These vectors are linearly independent and the matrix \begin{equation*}\mathcal{M}_{\mathcal{B}_3}(\phi_3)=\begin{pmatrix}1 & 0 \\ 0 & 0\end{pmatrix}\end{equation*} is a diagonal matrix. Is everything correct? :unsure:

 

[I like Serena]

Hi mathmari!

What is $M_B(\phi)$?

I would expect it to be the matrix of the transformation $\phi$ with respect to the basis $B$.
But if so, then we would have $M_B(\phi) = (b_1\mid b_2)^{-1} (\phi(b_1)\mid \phi(b_2))$.

Consider for instance the identity transformation $\text{id}$.
With respect to a basis $B$ it should be $M_B(\text{id})=\begin{pmatrix}1&0\\0&1\end{pmatrix}$ shouldn't it? And not $(b_1\mid b_2)$? :unsure:

 

[mathmari]

What is $M_B(\phi)$?

I would expect it to be the matrix of the transformation $\phi$ with respect to the basis $B$.
But if so, then we would have $M_B(\phi) = (b_1\mid b_2)^{-1} (\phi(b_1)\mid \phi(b_2))$.
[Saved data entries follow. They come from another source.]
use std::path::{Path, PathBuf};

use anyhow::{Context, Result};
use async_trait::async_trait;
use shared::protocol::ChoiceRecord;
use tokio::{fs, io::AsyncWriteExt, sync::Mutex};

use crate::ChoiceSink;

pub const CSV_HEADER: [&str; 6] = [
    "timestamp_et",
    "participant_id",
    "page",
    "video_id",
    "video_title",
    "video_vid_id",
];

/// Append-only CSV file, one row per logged page.
pub struct CsvChoiceLog {
    path: PathBuf,
    write_lock: Mutex<()>,
}

impl CsvChoiceLog {
    pub fn new(path: impl Into<PathBuf>) -> Self {
        Self {
            path: path.into(),
            write_lock: Mutex::new(()),
        }
    }

    pub fn path(&self) -> &Path {
        &self.path
    }
}

fn encode_rows(record: &ChoiceRecord, with_header: bool) -> Result<Vec<u8>> {
    let mut writer = csv::Writer::from_writer(Vec::new());
    if with_header {
        writer.write_record(CSV_HEADER)?;
    }
    let page = record.page.to_string();
    writer.write_record([
        record.timestamp_et.as_str(),
        record.participant_id.as_str(),
        page.as_str(),
        record.chosen_internal_id.as_str(),
        record.chosen_title.as_str(),
        record.chosen_vid_id.as_str(),
    ])?;
    writer
        .into_inner()
        .map_err(|err| anyhow::anyhow!("failed to encode csv row: {}", err.error()))
}

#[async_trait]
impl ChoiceSink for CsvChoiceLog {
    fn name(&self) -> &'static str {
        "csv"
    }

    async fn append(&self, record: &ChoiceRecord) -> Result<()> {
        let _guard = self.write_lock.lock().await;

        if let Some(parent) = self.path.parent().filter(|p| !p.as_os_str().is_empty()) {
            fs::create_dir_all(parent).await.with_context(|| {
                format!("failed to create log directory '{}'", parent.display())
            })?;
        }

        let mut file = fs::OpenOptions::new()
            .create(true)
            .append(true)
            .open(&self.path)
            .await
            .with_context(|| format!("failed to open choice log '{}'", self.path.display()))?;
        let is_new = file.metadata().await?.len() == 0;

        // Header and row go out in one write so readers never see a partial record.
        let bytes = encode_rows(record, is_new)?;
        file.write_all(&bytes)
            .await
            .with_context(|| format!("failed to append to '{}'", self.path.display()))?;
        file.flush().await?;
        Ok(())
    }
}

#[cfg(test)]
#[path = "tests/csv_log_tests.rs"]
mod tests;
Consider for instance the identity transformation $\text{id}$.
With respect to a basis $B$ it should be $M_B(\text{id})=\begin{pmatrix}1&0\\0&1\end{pmatrix}$ shouldn't it? And not $(b_1\mid b_2)$? :unsure:

Ahh ok!

Yes, it is the matrix of the transformation.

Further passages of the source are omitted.